TRUMP TO BE PARDONED was a headline that gained a lot of traction on Monday. It was from an inn on Long Island, in the Village of Brookville, which Bloomberg News once included in its list of the Wealthiest Towns in America, even though billionaire Michael Bloomberg himself doesn’t live there. (But Jennifer Lopez does, reportedly.)
This suburban Trump, of course, was a turkey, one of the few in the land who will not be terminated, trussed and tenderized for Thursday’s ceremonial dinner.
“We serve two thousand turkeys every year,” the owner of the Milleridge Inn, a man named Butch Yamali, told Maclean’s. “This one was born the same day as Donald Trump—June 14—but not the same year.” You rarely see fresh poultry with a Best Before date of 73 years and five months.
“This turkey is not controversial,” Butch Yamali said. “This turkey is not gonna be impeached.”
The last three Novembers, Yamali spared the lives of gobblers named Terry, Teddy, and Tommy and nobody beyond the Nassau County line even noticed. This year, it was “Trump” and it made every wire service in the world and the Daily Mail.
“I think there’s a lot of anxiety among people today,” Butch said. “There’s pro-Trump, there’s anti-Trump.”
He meant the presidential Trump, not the furloughed fowl from America’s Wealthiest Town.
“Some people love the president, some people don’t love the president,” he went on.
“Do you love the president?” Yamali was asked.
“I love everybody,” the innkeeper answered. “I love food. I’m a caterer, not a politician. I’m into potatoes more than politics.”
The truth of Thanksgiving 2019 was that the same held true for almost everyone else in the country.
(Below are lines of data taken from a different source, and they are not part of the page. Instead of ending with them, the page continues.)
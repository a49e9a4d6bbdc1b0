//! Shader compilation and program linking.
//!
//! [`create_shader`] and [`create_program`] are thin wrappers: they never
//! look at compile or link status, so a handle is returned even for source
//! that does not compile. Use [`check_shader`] and [`check_program`] to
//! surface the driver's info log, or [`compile_program`] to do everything
//! in one step.

use crate::context::GraphicsContext;
use crate::error::{Error, Result};

/// Pipeline stage a shader is compiled for.
#[derive(Clone, Copy, Debug, PartialEq, Eq, Hash)]
pub enum ShaderStage {
    /// `VERTEX_SHADER`.
    Vertex,
    /// `FRAGMENT_SHADER`.
    Fragment,
}

impl ShaderStage {
    /// The GL enum naming this stage.
    #[must_use]
    pub const fn gl_enum(self) -> u32 {
        match self {
            Self::Vertex => glow::VERTEX_SHADER,
            Self::Fragment => glow::FRAGMENT_SHADER,
        }
    }
}

/// Create a shader of the given stage, attach `source` and compile it.
///
/// The compile status is not checked: invalid source still yields a handle.
///
/// # Safety
///
/// Requires a valid, current GL context.
///
/// # Errors
///
/// [`Error::Allocation`] if the driver cannot create the shader object.
pub unsafe fn create_shader<G: GraphicsContext>(
    gl: &G,
    stage: ShaderStage,
    source: &str,
) -> Result<G::Shader> {
    let shader = unsafe { gl.create_shader(stage.gl_enum()) }.map_err(|message| {
        Error::Allocation {
            object: "shader",
            message,
        }
    })?;
    unsafe {
        gl.shader_source(shader, source);
        gl.compile_shader(shader);
    }
    tracing::trace!(?stage, ?shader, len = source.len(), "compiled shader");
    Ok(shader)
}

/// Create a program from a vertex and a fragment shader, link it and make it
/// the current program.
///
/// The link status is not checked. Replaces the context's current program.
///
/// # Safety
///
/// Requires a valid, current GL context, and both shaders must belong to it.
///
/// # Errors
///
/// [`Error::Allocation`] if the driver cannot create the program object.
pub unsafe fn create_program<G: GraphicsContext>(
    gl: &G,
    vertex: G::Shader,
    fragment: G::Shader,
) -> Result<G::Program> {
    let program = unsafe { gl.create_program() }.map_err(|message| Error::Allocation {
        object: "program",
        message,
    })?;
    unsafe {
        gl.attach_shader(program, vertex);
        gl.attach_shader(program, fragment);
        gl.link_program(program);
        gl.use_program(Some(program));
    }
    tracing::trace!(?program, ?vertex, ?fragment, "linked program");
    Ok(program)
}

/// Check that `shader` compiled.
///
/// # Safety
///
/// Requires a valid, current GL context.
///
/// # Errors
///
/// [`Error::Compile`] carrying the shader info log.
pub unsafe fn check_shader<G: GraphicsContext>(gl: &G, shader: G::Shader) -> Result<()> {
    if unsafe { gl.shader_compile_status(shader) } {
        Ok(())
    } else {
        Err(Error::Compile(unsafe { gl.shader_info_log(shader) }))
    }
}

/// Check that `program` linked.
///
/// # Safety
///
/// Requires a valid, current GL context.
///
/// # Errors
///
/// [`Error::Link`] carrying the program info log.
pub unsafe fn check_program<G: GraphicsContext>(gl: &G, program: G::Program) -> Result<()> {
    if unsafe { gl.program_link_status(program) } {
        Ok(())
    } else {
        Err(Error::Link(unsafe { gl.program_info_log(program) }))
    }
}

/// Compile both stages, link them, and leave the program current.
///
/// Unlike the individual wrappers, every step is checked. On failure all
/// objects created so far are deleted. On success the shader objects are
/// detached and deleted, so only the program handle needs to be cleaned up
/// by the caller.
///
/// # Safety
///
/// Requires a valid, current GL context.
///
/// # Errors
///
/// [`Error::Allocation`], [`Error::Compile`] or [`Error::Link`].
pub unsafe fn compile_program<G: GraphicsContext>(
    gl: &G,
    vertex_src: &str,
    fragment_src: &str,
) -> Result<G::Program> {
    let vs = unsafe { compile_checked(gl, ShaderStage::Vertex, vertex_src) }?;
    let fs = match unsafe { compile_checked(gl, ShaderStage::Fragment, fragment_src) } {
        Ok(fs) => fs,
        Err(err) => {
            unsafe { gl.delete_shader(vs) };
            return Err(err);
        }
    };

    let program = match unsafe { create_program(gl, vs, fs) } {
        Ok(program) => program,
        Err(err) => {
            unsafe {
                gl.delete_shader(vs);
                gl.delete_shader(fs);
            }
            return Err(err);
        }
    };

    let linked = unsafe { check_program(gl, program) };
    unsafe {
        // Shaders are no longer needed once the program is linked (or failed).
        gl.detach_shader(program, vs);
        gl.detach_shader(program, fs);
        gl.delete_shader(vs);
        gl.delete_shader(fs);
    }
    if let Err(err) = linked {
        unsafe {
            gl.use_program(None);
            gl.delete_program(program);
        }
        return Err(err);
    }

    Ok(program)
}

/// Compile a single stage, deleting the shader again if it did not compile.
unsafe fn compile_checked<G: GraphicsContext>(
    gl: &G,
    stage: ShaderStage,
    source: &str,
) -> Result<G::Shader> {
    let shader = unsafe { create_shader(gl, stage, source) }?;
    if let Err(err) = unsafe { check_shader(gl, shader) } {
        unsafe { gl.delete_shader(shader) };
        return Err(err);
    }
    Ok(shader)
}
//! Helpers for creating and tearing down GL objects, on top of [glow].
//!
//! The crate wraps the handful of calls every small WebGL or OpenGL renderer
//! repeats: compiling a shader, linking a program, creating a texture
//! (optionally from an image scaled up to power-of-two dimensions, as WebGL1
//! requires for mipmapping and repeat wrapping), and deleting a batch of
//! objects on teardown.
//!
//! # Overview
//!
//! - [`create_shader`]: source -> compiled shader handle.
//! - [`create_program`]: two shaders -> linked program, made current.
//! - [`create_texture`]: optional image -> configured texture. Async,
//!   because the power-of-two resize is a suspension point (see
//!   [`Resampler`]).
//! - [`clean_resources`]: best-effort deletion of textures, buffers, shaders
//!   and a program.
//!
//! The helpers are stateless. All of them take the context by reference and
//! work with any [`GraphicsContext`], which is implemented for every
//! [`glow::HasContext`]. On wasm32 a WebGL1 context can be wrapped with
//! `glow::Context::from_webgl1_context`.
//!
//! # Errors
//!
//! The create helpers do not check compile or link status; use
//! [`check_shader`] / [`check_program`] or [`compile_program`] for that.
//! [`clean_resources`] never fails and returns a [`CleanupReport`] instead.
//!
//! # Safety
//!
//! Every helper issues raw GL calls and is `unsafe`: the context must be
//! valid and current on the calling thread, and handles must come from that
//! context. The context's current program, active texture unit and texture
//! bindings are shared state; the crate does no locking.
//!
//! [glow]: https://docs.rs/glow

mod cleanup;
mod context;
mod error;
mod resize;
mod shader;
mod texture;

#[cfg(test)]
mod testing;

pub use cleanup::{clean_resources, CleanupOptions, CleanupReport};
pub use context::{take_driver_errors, GraphicsContext};
pub use error::{Error, Result};
pub use resize::{
    power_of_two, power_of_two_size, resize_to_power_of_two, CanvasResampler, Resampler,
};
pub use shader::{
    check_program, check_shader, compile_program, create_program, create_shader, ShaderStage,
};
pub use texture::{create_texture, create_texture_with, texture_unit};
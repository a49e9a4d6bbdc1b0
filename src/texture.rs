//! Texture creation with fixed sampling parameters.

use image::{DynamicImage, RgbaImage};

use crate::context::GraphicsContext;
use crate::error::{Error, Result};
use crate::resize::{power_of_two_size, resize_to_power_of_two, CanvasResampler, Resampler};

/// The `TEXTURE0 + index` enum for a texture unit index.
///
/// # Errors
///
/// [`Error::TextureUnit`] if the sum overflows.
pub fn texture_unit(index: u32) -> Result<u32> {
    glow::TEXTURE0
        .checked_add(index)
        .ok_or(Error::TextureUnit(index))
}

/// Create a texture on unit `TEXTURE0 + index`, optionally filled from
/// `image` resized to power-of-two dimensions.
///
/// Uses the [`CanvasResampler`]. See [`create_texture_with`] for details.
///
/// # Safety
///
/// Requires a valid GL context that is current whenever the future is
/// polled.
///
/// # Errors
///
/// See [`create_texture_with`].
pub async unsafe fn create_texture<G: GraphicsContext>(
    gl: &G,
    index: u32,
    image: Option<&DynamicImage>,
) -> Result<G::Texture> {
    unsafe { create_texture_with(gl, &CanvasResampler, index, image) }.await
}

/// Create a texture on unit `TEXTURE0 + index` using `resampler` for the
/// power-of-two resize.
///
/// The texture is bound as `TEXTURE_2D` and configured with nearest
/// filtering and clamp-to-edge wrapping on both axes. Without an image it is
/// left empty and the future resolves without suspending.
///
/// With an image, the future suspends until `resampler` has produced the
/// power-of-two copy, then the unit is activated and the texture rebound
/// (the ambient bindings may have changed while suspended) and the resized
/// pixels are uploaded as `RGBA`/`UNSIGNED_BYTE`. The upload uses the
/// resized dimensions.
///
/// On return the context's active texture unit is `TEXTURE0 + index` with
/// the new texture bound to it. The resize cannot be cancelled: dropping the
/// future early leaves the texture allocated and empty.
///
/// # Safety
///
/// Requires a valid GL context that is current whenever the future is
/// polled.
///
/// # Errors
///
/// [`Error::TextureUnit`], [`Error::EmptyImage`], [`Error::ImageTooLarge`]
/// and [`Error::Allocation`] before any GL state is touched. Resampling
/// errors ([`Error::ResampledSize`] or the resampler's own) after the
/// texture has been deleted again.
pub async unsafe fn create_texture_with<G: GraphicsContext, R: Resampler>(
    gl: &G,
    resampler: &R,
    index: u32,
    image: Option<&DynamicImage>,
) -> Result<G::Texture> {
    let unit = texture_unit(index)?;
    if let Some(image) = image {
        power_of_two_size(image.width(), image.height())?;
    }
    let texture = unsafe { gl.create_texture() }.map_err(|message| Error::Allocation {
        object: "texture",
        message,
    })?;
    unsafe {
        bind(gl, unit, texture);
        set_sampling_params(gl);
    }

    let Some(image) = image else {
        tracing::trace!(?texture, index, "created empty texture");
        return Ok(texture);
    };

    match resize_to_power_of_two(resampler, image).await {
        Ok(resized) => {
            unsafe {
                bind(gl, unit, texture);
                upload(gl, &resized);
            }
            tracing::trace!(
                ?texture,
                index,
                width = resized.width(),
                height = resized.height(),
                "uploaded texture"
            );
            Ok(texture)
        }
        Err(err) => {
            tracing::debug!(?texture, index, error = %err, "texture resize failed");
            unsafe { gl.delete_texture(texture) };
            Err(err)
        }
    }
}

/// Activate `unit` and bind `texture` to it.
///
/// Changes the context's active texture unit and its `TEXTURE_2D` binding.
unsafe fn bind<G: GraphicsContext>(gl: &G, unit: u32, texture: G::Texture) {
    unsafe {
        gl.active_texture(unit);
        gl.bind_texture(glow::TEXTURE_2D, Some(texture));
    }
}

/// Nearest filtering, clamp-to-edge wrapping.
unsafe fn set_sampling_params<G: GraphicsContext>(gl: &G) {
    // GL constant values are small enough that the cast is always safe.
    #[expect(clippy::cast_possible_wrap)]
    unsafe {
        gl.tex_parameter_i32(
            glow::TEXTURE_2D,
            glow::TEXTURE_MIN_FILTER,
            glow::NEAREST as i32,
        );
        gl.tex_parameter_i32(
            glow::TEXTURE_2D,
            glow::TEXTURE_MAG_FILTER,
            glow::NEAREST as i32,
        );
        gl.tex_parameter_i32(
            glow::TEXTURE_2D,
            glow::TEXTURE_WRAP_S,
            glow::CLAMP_TO_EDGE as i32,
        );
        gl.tex_parameter_i32(
            glow::TEXTURE_2D,
            glow::TEXTURE_WRAP_T,
            glow::CLAMP_TO_EDGE as i32,
        );
    }
}

/// Upload `pixels` to the texture bound to the active unit.
///
/// Resized images never exceed `i32::MAX` on either side.
unsafe fn upload<G: GraphicsContext>(gl: &G, pixels: &RgbaImage) {
    #[expect(clippy::cast_possible_wrap)]
    let (width, height) = (pixels.width() as i32, pixels.height() as i32);
    unsafe { gl.tex_image_2d_rgba(glow::TEXTURE_2D, width, height, pixels.as_raw()) };
}
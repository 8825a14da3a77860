//! Operators of the JavaScript subset.

/// Binary (non-logical) operators.
#[derive(Copy, Clone, Eq, PartialEq, Hash, Debug)]
pub enum BinaryOp {
    // Arithmetic
    Add,
    Sub,
    Mul,
    Div,
    Mod,
    Exp,

    // Comparison
    Eq,
    NotEq,
    StrictEq,
    StrictNotEq,
    Lt,
    LtEq,
    Gt,
    GtEq,

    // Bitwise
    BitAnd,
    BitOr,
    BitXor,
    Shl,
    Shr,
    UShr,
}

impl BinaryOp {
    /// Returns the source-level symbol for this operator.
    pub const fn as_symbol(self) -> &'static str {
        match self {
            Self::Add => "+",
            Self::Sub => "-",
            Self::Mul => "*",
            Self::Div => "/",
            Self::Mod => "%",
            Self::Exp => "**",
            Self::Eq => "==",
            Self::NotEq => "!=",
            Self::StrictEq => "===",
            Self::StrictNotEq => "!==",
            Self::Lt => "<",
            Self::LtEq => "<=",
            Self::Gt => ">",
            Self::GtEq => ">=",
            Self::BitAnd => "&",
            Self::BitOr => "|",
            Self::BitXor => "^",
            Self::Shl => "<<",
            Self::Shr => ">>",
            Self::UShr => ">>>",
        }
    }

    /// Binding power for precedence climbing. Higher binds tighter.
    pub const fn precedence(self) -> u8 {
        match self {
            Self::BitOr => 3,
            Self::BitXor => 4,
            Self::BitAnd => 5,
            Self::Eq | Self::NotEq | Self::StrictEq | Self::StrictNotEq => 6,
            Self::Lt | Self::LtEq | Self::Gt | Self::GtEq => 7,
            Self::Shl | Self::Shr | Self::UShr => 8,
            Self::Add | Self::Sub => 9,
            Self::Mul | Self::Div | Self::Mod => 10,
            Self::Exp => 11,
        }
    }

    pub const fn is_right_associative(self) -> bool {
        matches!(self, Self::Exp)
    }
}

/// Short-circuit operators.
#[derive(Copy, Clone, Eq, PartialEq, Hash, Debug)]
pub enum LogicalOp {
    And,
    Or,
}

impl LogicalOp {
    pub const fn as_symbol(self) -> &'static str {
        match self {
            Self::And => "&&",
            Self::Or => "||",
        }
    }

    pub const fn precedence(self) -> u8 {
        match self {
            Self::Or => 1,
            Self::And => 2,
        }
    }
}

/// Prefix unary operators.
#[derive(Copy, Clone, Eq, PartialEq, Hash, Debug)]
pub enum UnaryOp {
    /// `-x`
    Neg,
    /// `+x`
    Plus,
    /// `!x`
    Not,
    /// `~x`
    BitNot,
    /// `typeof x`
    Typeof,
}

impl UnaryOp {
    pub const fn as_symbol(self) -> &'static str {
        match self {
            Self::Neg => "-",
            Self::Plus => "+",
            Self::Not => "!",
            Self::BitNot => "~",
            Self::Typeof => "typeof ",
        }
    }
}

/// `++` / `--`.
#[derive(Copy, Clone, Eq, PartialEq, Hash, Debug)]
pub enum UpdateOp {
    Increment,
    Decrement,
}

impl UpdateOp {
    pub const fn as_symbol(self) -> &'static str {
        match self {
            Self::Increment => "++",
            Self::Decrement => "--",
        }
    }
}

/// Plain and compound assignment.
#[derive(Copy, Clone, Eq, PartialEq, Hash, Debug)]
pub enum AssignOp {
    Assign,
    Add,
    Sub,
    Mul,
    Div,
    Mod,
    Exp,
    BitAnd,
    BitOr,
    BitXor,
    Shl,
    Shr,
    UShr,
}

impl AssignOp {
    pub const fn as_symbol(self) -> &'static str {
        match self {
            Self::Assign => "=",
            Self::Add => "+=",
            Self::Sub => "-=",
            Self::Mul => "*=",
            Self::Div => "/=",
            Self::Mod => "%=",
            Self::Exp => "**=",
            Self::BitAnd => "&=",
            Self::BitOr => "|=",
            Self::BitXor => "^=",
            Self::Shl => "<<=",
            Self::Shr => ">>=",
            Self::UShr => ">>>=",
        }
    }
}
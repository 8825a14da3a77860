//! Driver errors.

use gpgpu_codegen::{CodegenError, ParamKind};
use gpgpu_parse::ParseError;
use gpgpu_types::TypeError;
use thiserror::Error;

#[derive(Debug, Error)]
pub enum DriverError {
    #[error("cannot read '{path}': {source}")]
    Read {
        path: String,
        #[source]
        source: std::io::Error,
    },

    #[error("cannot write '{path}': {source}")]
    Write {
        path: String,
        #[source]
        source: std::io::Error,
    },

    #[error("invalid JSON: {0}")]
    Json(#[from] serde_json::Error),

    #[error("unknown parameter type `{0}`")]
    UnknownParamKind(String),

    #[error("unknown access mode `{0}` (expected read, write or readwrite)")]
    UnknownAccessMode(String),

    #[error("parameter {index} ({kind}) has no shapeObj")]
    MissingShape { index: usize, kind: ParamKind },

    #[error("`{tag}` must hold an array of numbers")]
    MalformedTypedArray { tag: &'static str },

    #[error("number {0} cannot be represented as a double")]
    UnrepresentableNumber(String),

    #[error(transparent)]
    Parse(#[from] ParseError),

    #[error(transparent)]
    Codegen(#[from] CodegenError),

    #[error(transparent)]
    Type(#[from] TypeError),

    #[error("kernel takes {expected} arguments, got {found}")]
    ArgumentCount { expected: usize, found: usize },

    #[error("argument {index}: expected an array of objects, found {found}")]
    ObjectArrayExpected { index: usize, found: &'static str },

    #[error("argument {index}: expected {expected}, found {found}")]
    ArgumentKindMismatch {
        index: usize,
        expected: ParamKind,
        found: &'static str,
    },

    #[error("work size must have 1 to 3 dimensions, got {0}")]
    WorkDimensions(usize),

    #[error("group size has {group} dimensions but work size has {work}")]
    GroupDimensions { work: usize, group: usize },

    #[error("kernel launched before set_size")]
    MissingWorkSize,

    #[error("kernel runtime: {0}")]
    Runtime(String),
}
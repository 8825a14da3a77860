//! Command implementations for the `gpgpuc` binary.

mod debug;
mod pack;
mod translate;

pub use debug::{lex_file, parse_file};
pub use pack::pack_file;
pub use translate::translate_file;

use crate::DriverError;

pub(crate) fn read_file(path: &str) -> Result<String, DriverError> {
    std::fs::read_to_string(path).map_err(|source| DriverError::Read {
        path: path.to_owned(),
        source,
    })
}
use super::*;

fn object(name: &str, flags: ObjectFlags) -> TypeInfo {
    TypeInfo::Object(ObjectType {
        name: name.to_owned(),
        flags,
        properties: BTreeMap::from([("x".to_owned(), TypeInfo::Double)]),
    })
}

#[test]
fn scalars_render_by_name() {
    assert_eq!(TypeInfo::INT.c_type().as_deref(), Ok("int"));
    assert_eq!(
        TypeInfo::Scalar(ScalarKind::Ulong).c_type().as_deref(),
        Ok("ulong")
    );
    assert_eq!(TypeInfo::Double.c_type().as_deref(), Ok("double"));
}

#[test]
fn object_rendering_follows_flags() {
    assert_eq!(
        object("GenClass0", ObjectFlags::empty()).c_type().as_deref(),
        Ok("GenClass0")
    );
    assert_eq!(
        object("GenClass0", ObjectFlags::REFERENCE).c_type().as_deref(),
        Ok("GenClass0*")
    );
    assert_eq!(
        object("GenClass0", ObjectFlags::GLOBAL).c_type().as_deref(),
        Ok("GenClass0")
    );
}

#[test]
fn arrays_are_global_pointers() {
    let ty = TypeInfo::array(object("GenClass3", ObjectFlags::FRESH));
    assert_eq!(ty.c_type().as_deref(), Ok("global GenClass3*"));
    assert_eq!(
        TypeInfo::array(TypeInfo::Double).c_type().as_deref(),
        Ok("global double*")
    );
}

#[test]
fn functions_have_no_c_type() {
    assert_eq!(
        TypeInfo::function(TypeInfo::Double).c_type(),
        Err(TypeError::UnrenderableType("function"))
    );
    assert_eq!(
        TypeInfo::GenericFunctionMarker.c_type(),
        Err(TypeError::UnrenderableType("generic function"))
    );
}

#[test]
fn flag_helpers_ignore_non_objects() {
    assert_eq!(
        TypeInfo::Double.without_flags(ObjectFlags::GLOBAL),
        TypeInfo::Double
    );
    let ty = object("A", ObjectFlags::FRESH).without_flags(ObjectFlags::ORPHAN);
    assert!(ty.is_object_with(ObjectFlags::RVALUE));
    assert!(!ty.is_object_with(ObjectFlags::ORPHAN));
}

#[test]
fn display_falls_back_to_kind_name() {
    assert_eq!(TypeInfo::function(TypeInfo::INT).to_string(), "function");
    assert_eq!(object("G", ObjectFlags::REFERENCE).to_string(), "G*");
}
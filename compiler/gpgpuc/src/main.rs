//! gpgpu kernel translator CLI.

use gpgpuc::commands::{lex_file, pack_file, parse_file, translate_file};
use gpgpuc::DriverError;

fn main() {
    gpgpuc::init_tracing();

    let args: Vec<String> = std::env::args().collect();
    if args.len() < 2 {
        print_usage();
        return;
    }

    let result = match args[1].as_str() {
        "translate" => {
            if args.len() < 3 {
                eprintln!("Usage: gpgpuc translate <manifest.json> [-o <out.cl>]");
                std::process::exit(1);
            }
            let mut output = None;
            let mut i = 3;
            while i < args.len() {
                if args[i] == "-o" && i + 1 < args.len() {
                    output = Some(args[i + 1].as_str());
                    i += 2;
                } else {
                    eprintln!("error: unexpected argument '{}'", args[i]);
                    std::process::exit(1);
                }
            }
            translate_file(&args[2], output)
        }
        "pack" => {
            if args.len() < 4 {
                eprintln!("Usage: gpgpuc pack <manifest.json> <args.json>");
                std::process::exit(1);
            }
            pack_file(&args[2], &args[3])
        }
        "lex" | "parse" => {
            if args.len() < 3 {
                eprintln!("Usage: gpgpuc {} <file.js>", args[1]);
                std::process::exit(1);
            }
            if args[1] == "lex" {
                lex_file(&args[2])
            } else {
                parse_file(&args[2])
            }
        }
        "help" | "--help" | "-h" => {
            print_usage();
            Ok(())
        }
        other => {
            eprintln!("Unknown command: {other}");
            eprintln!();
            print_usage();
            std::process::exit(1);
        }
    };

    if let Err(err) = result {
        report(&err);
        std::process::exit(1);
    }
}

fn report(err: &DriverError) {
    eprintln!("error: {err}");
}

fn print_usage() {
    println!("gpgpuc - JavaScript kernel subset to OpenCL C");
    println!();
    println!("Usage: gpgpuc <command> [options]");
    println!();
    println!("Commands:");
    println!("  translate <manifest.json> [-o <out.cl>]   Translate a kernel manifest");
    println!("  pack <manifest.json> <args.json>          Pack call arguments as hex");
    println!("  lex <file.js>                             Show the token stream");
    println!("  parse <file.js>                           Show parse statistics");
    println!("  help                                      Show this message");
    println!();
    println!("Set RUST_LOG (e.g. RUST_LOG=gpgpu_codegen=debug) for diagnostics.");
}
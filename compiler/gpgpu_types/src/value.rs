//! Host-side runtime values: shape samples and kernel arguments.

use std::collections::BTreeMap;

use crate::TypeError;

/// A host value as seen by the serializer.
#[derive(Clone, PartialEq, Debug)]
pub enum Value {
    Undefined,
    Null,
    Bool(bool),
    Number(f64),
    String(String),
    Float32Array(Vec<f32>),
    Float64Array(Vec<f64>),
    Array(Vec<Value>),
    /// Plain object, fields in insertion order.
    Object(Vec<(String, Value)>),
}

impl Value {
    /// Build a plain object from `(key, value)` pairs.
    pub fn object<K: Into<String>>(fields: impl IntoIterator<Item = (K, Value)>) -> Self {
        Value::Object(fields.into_iter().map(|(k, v)| (k.into(), v)).collect())
    }

    pub fn kind_name(&self) -> &'static str {
        match self {
            Value::Undefined => "undefined",
            Value::Null => "null",
            Value::Bool(_) => "boolean",
            Value::Number(_) => "number",
            Value::String(_) => "string",
            Value::Float32Array(_) => "Float32Array",
            Value::Float64Array(_) => "Float64Array",
            Value::Array(_) => "array",
            Value::Object(_) => "object",
        }
    }

    #[inline]
    pub fn is_nullish(&self) -> bool {
        matches!(self, Value::Undefined | Value::Null)
    }

    /// Fields of a plain object, deduplicated (last write wins) and sorted by name.
    pub(crate) fn sorted_fields(fields: &[(String, Value)]) -> BTreeMap<&str, &Value> {
        fields.iter().map(|(k, v)| (k.as_str(), v)).collect()
    }

    /// Structural shape of a packable value; `None` for null/undefined.
    ///
    /// Arrays have no shape: they are only packable at the top level.
    pub fn shape(&self) -> Result<Option<Shape>, TypeError> {
        match self {
            Value::Undefined | Value::Null => Ok(None),
            Value::Bool(_) => Ok(Some(Shape::Bool)),
            Value::Number(_) => Ok(Some(Shape::Number)),
            Value::Object(fields) => {
                let mut shape = BTreeMap::new();
                for (key, field) in Value::sorted_fields(fields) {
                    if let Some(field_shape) = field.shape()? {
                        shape.insert(key.to_owned(), field_shape);
                    }
                }
                Ok(Some(Shape::Object(shape)))
            }
            Value::String(_)
            | Value::Float32Array(_)
            | Value::Float64Array(_)
            | Value::Array(_) => Err(TypeError::UnsupportedValueType(self.kind_name())),
        }
    }
}

/// Field layout of a value, independent of any struct table.
#[derive(Clone, PartialEq, Eq, Debug)]
pub enum Shape {
    Bool,
    Number,
    Object(BTreeMap<String, Shape>),
}

impl Shape {
    /// Packed size in bytes.
    pub fn byte_len(&self) -> usize {
        match self {
            Shape::Bool => 4,
            Shape::Number => 8,
            Shape::Object(fields) => fields.values().map(Shape::byte_len).sum(),
        }
    }
}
While Washington obsessed over subpoenas and Senate procedure, Americans were focused on almost everything else—travel, family, the holiday feast and how the medical bills will bankrupt them if Grandpa gags on a drumstick.
On Monday evening, John Sarbanes, a Democratic member of the House of Representatives from the state of Maryland, held a “telephone town hall” and opened the lines to constituents’ questions. In a full hour of back-and-forth, the word “Trump” was spoken exactly twice, once by a caller who wondered when the president’s new NAFTA bill finally will become law—“Nancy Pelosi doesn’t want to give Trump a win,” he said—and later by a man who was aggrieved about how “Trump’s tax cuts” had ballooned the national debt.
None of the 11 callers asked when Congress was going to impeach the human Trump.
The first woman to dial in asked about Russian interference in local elections. The second caller wanted “a single-payer health plan.” The third asked, “What are going to do to stop the influence of lobbyists and secondly what can we do about term limits?”
Sue from Baltimore worried about endangered species and Alan from Annapolis was agitated about immigration—“how can we make our illegal aliens legal?”—and a woman named Lynn asked the congressman, “Do you see any progress on a bilateral approach in the House or the Senate?”
“I think it’s very tough to find common ground these days,” said Sarbanes. Of this, the seething impeachment trial in January will be further proof.
On Tuesday, the president walked out to the Rose Garden and read someone else’s quips that tried to make fun of his situation, as if a junior speechwriter possibly could understand what impeachment really means to the prisoner in the dock, and his legacy, and his children.
The occasion was the annual, ritual commutation of the death sentence for a pedigreed poult from North Carolina named Butter. (Plus an “alternate” called Bread, as if the two birdbrains can understand who is who in the presidential pecking order.)
The turkeys, Trump recited, “have already received subpoenas to appear in Adam Schiff’s basement.”
“The Democrats are accusing me of being too soft on Turkey.”
He motioned to the two beasts, who were gobbling anxiously, if it is possible to interpret such emotions in a bird.
The president looked at the big TV with the words scrolling on it and winced.
“Unlike previous witnesses, they and I have actually met,” Donald Trump read, and even the turkeys’ faces turned red.